In the entries below, find the line containing "assert_eq!(t.read, Duration::from_secs(300));". Write out that line and all lines after it, exactly, and nothing else.

[Records contained in a dataset]
+++++

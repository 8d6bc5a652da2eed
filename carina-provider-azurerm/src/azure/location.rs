use carina_provider_sdk::resource::Value;

/// Canonical form of an Azure region: lower case without spaces
pub fn normalize_location(location: &str) -> String {
    location.replace(' ', "").to_lowercase()
}

/// Schema normalizer for location attributes
pub fn normalize_location_value(value: &Value) -> Value {
    match value {
        Value::String(s) => Value::String(normalize_location(s)),
        other => other.clone(),
    }
}
//! Per-operation deadlines for resource handlers

use std::future::Future;
use std::time::Duration;

use crate::provider::{ProviderError, ProviderResult};

/// Deadlines for each lifecycle operation of a resource type
#[derive(Debug, Clone, Copy, PartialEq, Eq)]
pub struct Timeouts {
    pub create: Duration,
    pub read: Duration,
    pub update: Duration,
    pub delete: Duration,
}

impl Default for Timeouts {
    fn default() -> Self {
        Self {
            create: Duration::from_secs(30 * 60),
            read: Duration::from_secs(5 * 60),
            update: Duration::from_secs(30 * 60),
            delete: Duration::from_secs(30 * 60),
        }
    }
}

impl Timeouts {
    /// Same deadline for create, update and delete; reads stay at five minutes
    pub fn uniform(minutes: u64) -> Self {
        let d = Duration::from_secs(minutes * 60);
        Self {
            create: d,
            read: Duration::from_secs(5 * 60),
            update: d,
            delete: d,
        }
    }

    pub fn with_read(mut self, read: Duration) -> Self {
        self.read = read;
        self
    }
}

/// Run `operation` with a deadline, mapping expiry to a timeout error
pub async fn with_timeout<T, F>(limit: Duration, operation: &str, future: F) -> ProviderResult<T>
where
    F: Future<Output = ProviderResult<T>>,
{
    match tokio::time::timeout(limit, future).await {
        Ok(result) => result,
        Err(_) => Err(ProviderError::timeout(format!(
            "{} did not complete within {:?}",
            operation, limit
        ))),
    }
}

#[cfg(test)]
mod tests {
    use super::*;
    use crate::provider::ProviderErrorKind;

    #[test]
    fn uniform_keeps_short_reads() {
        let t = Timeouts::uniform(60);
        assert_eq!(t.create, Duration::from_secs(3600));
        assert_eq!(t.delete, Duration::from_secs(3600));
        assert_eq!(t.read, Duration::from_secs(300));
    }

    #[tokio::test]
    async fn expired_operation_is_a_timeout_error() {
        let result: ProviderResult<()> = with_timeout(Duration::from_millis(10), "create", async {
            tokio::time::sleep(Duration::from_secs(5)).await;
            Ok(())
        })
        .await;
        let err = result.unwrap_err();
        assert_eq!(err.kind, ProviderErrorKind::Timeout);
        assert!(err.message.starts_with("create did not complete"));
    }

    #[tokio::test]
    async fn finished_operation_passes_through() {
        let result = with_timeout(Duration::from_secs(1), "read", async { Ok(42) }).await;
        assert_eq!(result.unwrap(), 42);
    }
}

+++++

-- Result of the exercise --
        assert_eq!(t.read, Duration::from_secs(300));
    }

    #[tokio::test]
    async fn expired_operation_is_a_timeout_error() {
        let result: ProviderResult<()> = with_timeout(Duration::from_millis(10), "create", async {
            tokio::time::sleep(Duration::from_secs(5)).await;
            Ok(())
        })
        .await;
        let err = result.unwrap_err();
        assert_eq!(err.kind, ProviderErrorKind::Timeout);
        assert!(err.message.starts_with("create did not complete"));
    }

    #[tokio::test]
    async fn finished_operation_passes_through() {
        let result = with_timeout(Duration::from_secs(1), "read", async { Ok(42) }).await;
        assert_eq!(result.unwrap(), 42);
    }
}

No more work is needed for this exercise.